Dataset entries:
━━━━━━
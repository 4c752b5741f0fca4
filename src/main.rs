use std::env;
use std::path::Path;
use std::sync::Arc;

use anyhow::Context;
use tokio::io::{AsyncBufReadExt, BufReader};
use tokio::sync::{broadcast, mpsc};
use tokio_util::sync::CancellationToken;
use tracing_subscriber::EnvFilter;

#[cfg(feature = "bench")]
use stateful_order_indexer::bench;
use stateful_order_indexer::bus::{InMemoryBus, MessageBatch};
use stateful_order_indexer::db::{DbPool, MemoryOrderStore, OrderStore, PgOrderStore};
use stateful_order_indexer::handlers::{build_registry, HandlerEngine};
use stateful_order_indexer::types::config::indexer::{IndexerConfig, StorageBackend};
use stateful_order_indexer::types::events::EventBlock;

#[tokio::main]
async fn main() -> anyhow::Result<()> {
    tracing_subscriber::fmt()
        .with_env_filter(
            EnvFilter::try_from_default_env().unwrap_or_else(|_| EnvFilter::new("info")),
        )
        .init();

    let config = IndexerConfig::load(Path::new("config/config.json"))?;

    #[cfg(feature = "bench")]
    {
        bench::init(Path::new("data/bench.csv"))?;
        tracing::info!("Benchmarking enabled, writing to data/bench.csv");
    }

    tracing::info!(
        "Loaded config: storage {:?}, sql functions {}, group concurrency {}",
        config.storage,
        config.handlers.use_sql_function,
        config.engine.group_concurrency
    );

    let store = open_store(&config).await?;
    let registry = Arc::new(build_registry(&config.handlers)?);
    let bus = Arc::new(InMemoryBus::with_capacity(config.bus.channel_capacity));
    spawn_bus_logger(bus.subscribe());

    let engine = HandlerEngine::new(registry, store, bus.clone(), &config.engine, &config.bus);
    engine
        .initialize()
        .await
        .context("Handler initialization failed")?;

    let cancel = CancellationToken::new();
    tokio::spawn(cancel_on_ctrl_c(cancel.clone()));

    let (blocks_tx, blocks_rx) = mpsc::channel(config.engine.block_channel_capacity);
    let reader = tokio::spawn(read_blocks(blocks_tx, cancel.clone()));

    let result = engine.run(blocks_rx, cancel.clone()).await;
    cancel.cancel();
    result.context("Handler engine stopped with an incomplete block")?;

    reader.await.context("Block reader task panicked")??;

    tracing::info!(
        "Shut down after publishing {} messages",
        bus.messages_published()
    );
    Ok(())
}

async fn open_store(config: &IndexerConfig) -> anyhow::Result<Arc<dyn OrderStore>> {
    match config.storage {
        StorageBackend::Memory => {
            tracing::warn!("Using in-memory order store, state will not survive a restart");
            Ok(Arc::new(MemoryOrderStore::new()))
        }
        StorageBackend::Postgres => {
            load_required_env_vars(config)?;
            let database_url = env::var(&config.database_url_env_var)?;

            let pool = DbPool::new(&database_url, config.database_pool_size)
                .await
                .context("Failed to connect to database")?;
            pool.run_migrations(Path::new("migrations"))
                .await
                .context("Failed to run migrations")?;
            tracing::info!("Database ready");

            Ok(Arc::new(PgOrderStore::new(Arc::new(pool))))
        }
    }
}

/// Ensures the database URL env var is set, loading .env if needed.
fn load_required_env_vars(config: &IndexerConfig) -> anyhow::Result<()> {
    let var = config.database_url_env_var.as_str();
    if env::var(var).is_ok() {
        return Ok(());
    }

    dotenvy::dotenv()
        .with_context(|| format!("Missing env var {} and failed to load .env file", var))?;

    anyhow::ensure!(
        env::var(var).is_ok(),
        "Missing required env var after loading .env: {}",
        var
    );
    Ok(())
}

/// Feed decoded blocks, one JSON object per line on stdin, to the engine.
async fn read_blocks(
    blocks_tx: mpsc::Sender<EventBlock>,
    cancel: CancellationToken,
) -> anyhow::Result<()> {
    let mut lines = BufReader::new(tokio::io::stdin()).lines();
    let mut line_number: u64 = 0;

    loop {
        let line = tokio::select! {
            biased;
            _ = cancel.cancelled() => break,
            line = lines.next_line() => line.context("Failed to read from stdin")?,
        };
        let Some(line) = line else {
            tracing::info!("Input closed after {} lines", line_number);
            break;
        };
        line_number += 1;

        let line = line.trim();
        if line.is_empty() {
            continue;
        }

        let block: EventBlock = serde_json::from_str(line)
            .with_context(|| format!("Invalid block on input line {}", line_number))?;

        if blocks_tx.send(block).await.is_err() {
            break;
        }
    }

    Ok(())
}

async fn cancel_on_ctrl_c(cancel: CancellationToken) {
    if tokio::signal::ctrl_c().await.is_ok() {
        tracing::info!("Received Ctrl-C, finishing in-flight events");
        cancel.cancel();
    }
}

fn spawn_bus_logger(mut rx: broadcast::Receiver<MessageBatch>) {
    tokio::spawn(async move {
        loop {
            match rx.recv().await {
                Ok(batch) => {
                    for message in batch.iter() {
                        tracing::debug!(
                            "Outbound message key={} ({} bytes)",
                            message.partition_key_hex(),
                            message.payload.len()
                        );
                    }
                }
                Err(broadcast::error::RecvError::Lagged(skipped)) => {
                    tracing::warn!("Bus logger lagged, skipped {} batches", skipped);
                }
                Err(broadcast::error::RecvError::Closed) => break,
            }
        }
    });
}
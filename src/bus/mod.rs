//! Outbound pub/sub bus: message types and the publisher contract.

pub mod error;
pub mod message;
pub mod publisher;

pub use error::BusError;
pub use message::{OffChainUpdate, OrderPlacementStatus, OrderRemovalStatus, OutboundMessage};
pub use publisher::{InMemoryBus, MessageBatch, MessagePublisher};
━━━━━━
PROBLEM: Examine the records and pull out every line where the string "mpsc" occurs.

FINISHED TASK:
use tokio::sync::{broadcast, mpsc};
    let (blocks_tx, blocks_rx) = mpsc::channel(config.engine.block_channel_capacity);
    blocks_tx: mpsc::Sender<EventBlock>,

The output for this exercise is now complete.